Boundaries. with Detachment

Getting to a state of complete peace, harmony and tranquility within yourself is not easy, it can take months or even years. After attaining inner peace, the best thing to do is to protect it. No one has to tell you how to, it merely becomes an instinct and we tend to our state of mind like an overprotective parent.

Boundaries are very essential for maintaining healthy relationships. The quickest way to emotional burnout is to neglect your boundaries in relationships. Takers have no limits and if you make yourself fully available, you lose your self-esteem, self-worth and identity.

Life is not very straightforward. There are certain people that will be put in your path as a test of your progress.

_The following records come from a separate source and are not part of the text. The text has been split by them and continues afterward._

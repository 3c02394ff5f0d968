//! LeetCode 适配器

use async_trait::async_trait;
use chrono::Utc;
use tracing::{info, warn};

use crate::config::Config;
use crate::error::{Result, ScrapeError};
use crate::extraction::dom::{non_empty_text, NodeSnapshot};
use crate::extraction::parser::{
    extract_clean_description, html_to_text, parse_constraints, parse_examples,
};
use crate::infrastructure::navigator::WaitUntil;
use crate::infrastructure::PageDriver;
use crate::models::{Credentials, Difficulty, Problem, ProviderKind};
use crate::providers::{problem_segments, ProblemIdentity, ProblemProvider};
use crate::utils::logging::truncate_text;

pub const BASE_URL: &str = "https://leetcode.com";
const LOGIN_PATH: &str = "/accounts/login/";
const PROBLEMSET_PATH: &str = "/problemset/";

mod selectors {
    pub const LOGIN_USERNAME: &str = r#"input#id_login, input[name="login"]"#;
    pub const LOGIN_PASSWORD: &str = r#"input#id_password, input[name="password"]"#;
    pub const LOGIN_SUBMIT: &str = r#"button#signin_btn, button[type="submit"]"#;
    pub const LOGIN_ERROR: &str = r#".error-message__27FL, .alert-danger, [data-cy="sign-in-error"]"#;
    pub const AUTH_SIGNAL: &str = r#"a[href*="/accounts/logout"], #navbar_user_avatar, a[href^="/u/"]"#;

    pub const DAILY_LINK: &str = r#"a[href*="envType=daily-question"]"#;
    pub const PROBLEM_LIST_LINK: &str = r#"div[role="rowgroup"] a[href^="/problems/"]"#;

    pub const TITLE: &str = r#"div[data-cy="question-title"], div.text-title-large a, div.text-title-large"#;
    pub const DIFFICULTY: &str = r#"div[class*="text-difficulty-"], div[diff]"#;
    pub const TOPICS: &str = r#"a[href^="/tag/"]"#;
    pub const CONTENT: &str = r#"div[data-track-load="description_content"]"#;
    /// 只在题面区域内查找锁定标记，导航栏上的 Premium 入口不算
    pub const PREMIUM_LOCK: &str = r#"div[data-track-load="description_content"] svg[data-icon="lock"], div[class*="premium-lock"]"#;
}

/// 解析 LeetCode 题目地址：`/problems/{slug}`，id 即 slug
pub fn parse_problem_url(raw: &str) -> Result<ProblemIdentity> {
    let (_, segments) = problem_segments(raw, BASE_URL)?;
    let slug = segments[0].clone();
    Ok(ProblemIdentity {
        id: slug.clone(),
        url: format!("{}/problems/{}/", BASE_URL, slug),
        slug,
    })
}

/// 去掉标题前的题号，如 "1. Two Sum" → "Two Sum"
fn clean_title(raw: &str) -> String {
    let raw = raw.trim();
    match raw.split_once(". ") {
        Some((number, rest)) if !number.is_empty() && number.chars().all(|c| c.is_ascii_digit()) => {
            rest.trim().to_string()
        }
        _ => raw.to_string(),
    }
}

/// 会员题判定：题面区域内有锁定标记，或题面只剩订阅提示
fn is_premium_locked(content: &str, lock_markers: &[NodeSnapshot]) -> bool {
    !lock_markers.is_empty() || content.to_lowercase().contains("subscribe to unlock")
}

pub struct LeetCodeProvider {
    driver: PageDriver,
}

impl LeetCodeProvider {
    pub fn new(config: Config) -> Self {
        Self {
            driver: PageDriver::new(config),
        }
    }

    async fn try_login(&mut self, credentials: &Credentials) -> Result<bool> {
        self.driver.new_page().await?;
        self.driver
            .goto(LOGIN_PATH, Some(BASE_URL), WaitUntil::DomContentLoaded)
            .await?;

        self.driver
            .type_into(selectors::LOGIN_USERNAME, &credentials.identifier)
            .await?;
        self.driver
            .type_into(selectors::LOGIN_PASSWORD, &credentials.secret)
            .await?;
        self.driver.click(selectors::LOGIN_SUBMIT).await?;
        self.driver.wait_for_navigation(WaitUntil::DomContentLoaded).await?;

        if self.driver.exists(selectors::LOGIN_ERROR).await? {
            warn!("LeetCode 登录失败: 用户名或密码错误");
            return Ok(false);
        }
        if !self.driver.exists(selectors::AUTH_SIGNAL).await? {
            warn!("LeetCode 登录后未检测到用户入口");
            return Ok(false);
        }

        self.driver.set_authenticated(true);
        info!("✓ LeetCode 登录成功");
        Ok(true)
    }

    /// 找到每日一题链接：优先每日一题标记，其次题目列表中的第一题
    async fn resolve_daily_link(&self) -> Result<String> {
        if self.driver.exists(selectors::DAILY_LINK).await? {
            let links = self
                .driver
                .elements(selectors::DAILY_LINK, |node| node.href.clone(), 1)
                .await?;
            if let Some(link) = links.into_iter().next() {
                return Ok(link);
            }
        }

        warn!("未找到每日一题标记，改用题目列表中的第一题");
        let links = self
            .driver
            .elements(selectors::PROBLEM_LIST_LINK, |node| node.href.clone(), 1)
            .await?;
        Ok(links.into_iter().next().unwrap_or_default())
    }

    async fn try_scrape(&mut self) -> Result<Problem> {
        self.driver.new_page().await?;
        self.driver
            .goto(PROBLEMSET_PATH, Some(BASE_URL), WaitUntil::DomContentLoaded)
            .await?;

        let link = self.resolve_daily_link().await?;
        let identity = parse_problem_url(&link)?;
        info!("📌 今日题目: {}", identity.slug);

        self.driver
            .goto(&identity.url, None, WaitUntil::DomContentLoaded)
            .await?;

        let title = clean_title(&self.driver.text(selectors::TITLE, true).await?);
        let difficulty = Difficulty::normalize_label(&self.driver.text(selectors::DIFFICULTY, false).await?);
        let topics = self.driver.elements(selectors::TOPICS, non_empty_text, 0).await?;
        let content = html_to_text(&self.driver.html(selectors::CONTENT, false).await?);
        let lock_markers = self.driver.snapshots(selectors::PREMIUM_LOCK).await?;
        let is_premium = is_premium_locked(&content, &lock_markers);

        // 会员题没有公开题面，其余题目必须有题面
        if content.is_empty() && !is_premium {
            return Err(ScrapeError::RequiredTextMissing {
                selector: selectors::CONTENT.to_string(),
            });
        }
        let description = Some(extract_clean_description(&content)).filter(|d| !d.is_empty());
        info!("题面: {}", truncate_text(description.as_deref().unwrap_or(""), 60));

        Problem::builder(ProviderKind::LeetCode)
            .identity(identity.id, identity.slug, identity.url)
            .title(title)
            .difficulty(difficulty)
            .topics(topics)
            .description(description)
            .examples(parse_examples(&content))
            .constraints(parse_constraints(&content))
            .premium(is_premium)
            .date(Utc::now())
            .build()
    }
}

#[async_trait]
impl ProblemProvider for LeetCodeProvider {
    fn kind(&self) -> ProviderKind {
        ProviderKind::LeetCode
    }

    async fn login(&mut self, credentials: &Credentials) -> Result<bool> {
        let result = self.try_login(credentials).await;
        if !matches!(result, Ok(true)) {
            self.driver.close().await;
        }
        result
    }

    async fn scrape_daily_question(&mut self) -> Result<Problem> {
        let result = self.try_scrape().await;
        self.driver.close_on_error(result).await
    }

    async fn close_browser(&mut self) {
        self.driver.close().await;
    }

    fn is_authenticated(&self) -> bool {
        self.driver.is_authenticated()
    }
}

Some people have red flags and some others are just difficult to be around, could be a family member or a work colleague.

You know when you’re in your lane and someone comes with their drama, toxicity or dysfunction but you don’t want any of it? Those are tests. Tests to the state of your inner peace. So how do you handle that type of situation?

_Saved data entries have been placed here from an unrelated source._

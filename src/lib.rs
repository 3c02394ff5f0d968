//! # Daily Problem Scraper
//!
//! 驱动无头浏览器抓取各题目平台的每日一题，并转换为统一的题目记录
//!
//! ## 架构设计
//!
//! ### ① 浏览器层（Browser）
//! - `browser/executable` - 按部署环境解析浏览器可执行文件
//! - `browser/session` - 单浏览器单页面的生命周期管理
//!
//! ### ② 基础设施层（Infrastructure）
//! - `infrastructure/retry` - 指数退避 + 抖动的重试
//! - `infrastructure/navigator` - 带超时的导航、元素等待
//! - `infrastructure/driver` - `PageDriver`，组合会话、导航和提取能力
//!
//! ### ③ 提取层（Extraction）
//! - `extraction/dom` - 从页面读取文本和节点快照
//! - `extraction/parser` - 示例、约束、描述的纯文本解析
//!
//! ### ④ 平台层（Providers）
//! - `providers/leetcode`、`providers/geeksforgeeks` - 各平台的登录和抓取流程
//! - `providers/factory` - 平台标识 → 适配器
//!
//! ## 模块结构

pub mod browser;
pub mod config;
pub mod error;
pub mod extraction;
pub mod infrastructure;
pub mod models;
pub mod providers;
pub mod utils;

// 重新导出常用类型
pub use browser::BrowserSession;
pub use config::Config;
pub use error::{Result, ScrapeError};
pub use infrastructure::PageDriver;
pub use models::{Credentials, Difficulty, Problem, ProblemConstraint, ProblemExample, ProviderKind};
pub use providers::{ProblemProvider, ProviderAdapter, ProviderFactory};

What I have fully come to understand is that boundaries cannot be set forcefully, it has to be tactical, and in some cases, gradual. The best tactic for setting healthy boundaries in my opinion is to practice detachment.

Though I love to attend social gatherings and meet new people; I cherish my personal time and introverted side. I really do not like drama! I am very passionate. When I start to over analyse, I find myself going to the dark side. In the dark side, it’s easier to lose your focus and reasoning rationally becomes a challenge.

Some will come with their crazy mind games- I call these people “psychopaths”, I don’t care if they are professionally diagnosed or not. “Psychopaths” will test the limits of your dark side and this is where you have to practice detachment to stay grounded.

“Psychopaths” will set traps for you to fall into their games and lose your peace of mind so you have to stay on guard. I have noticed that, in the course of staying on guard, I become too defensive. But this is so counter-productive because defensiveness makes me more vulnerable to fall into the game trap set by a toxic person.

Emotional detachment helps you to look at a situation from an outsider’s perspective. To stay objective in scenarios where your emotions seem to be in control. It is not very easy, but can be mastered.

In the process of setting boundaries, we might find ourselves intolerant to bullshit or receive comments from loved ones telling us we have changed. I have been called a demon once for trying to set healthy boundaries, but in the grand scheme of things, I don’t care as long as I’m happy.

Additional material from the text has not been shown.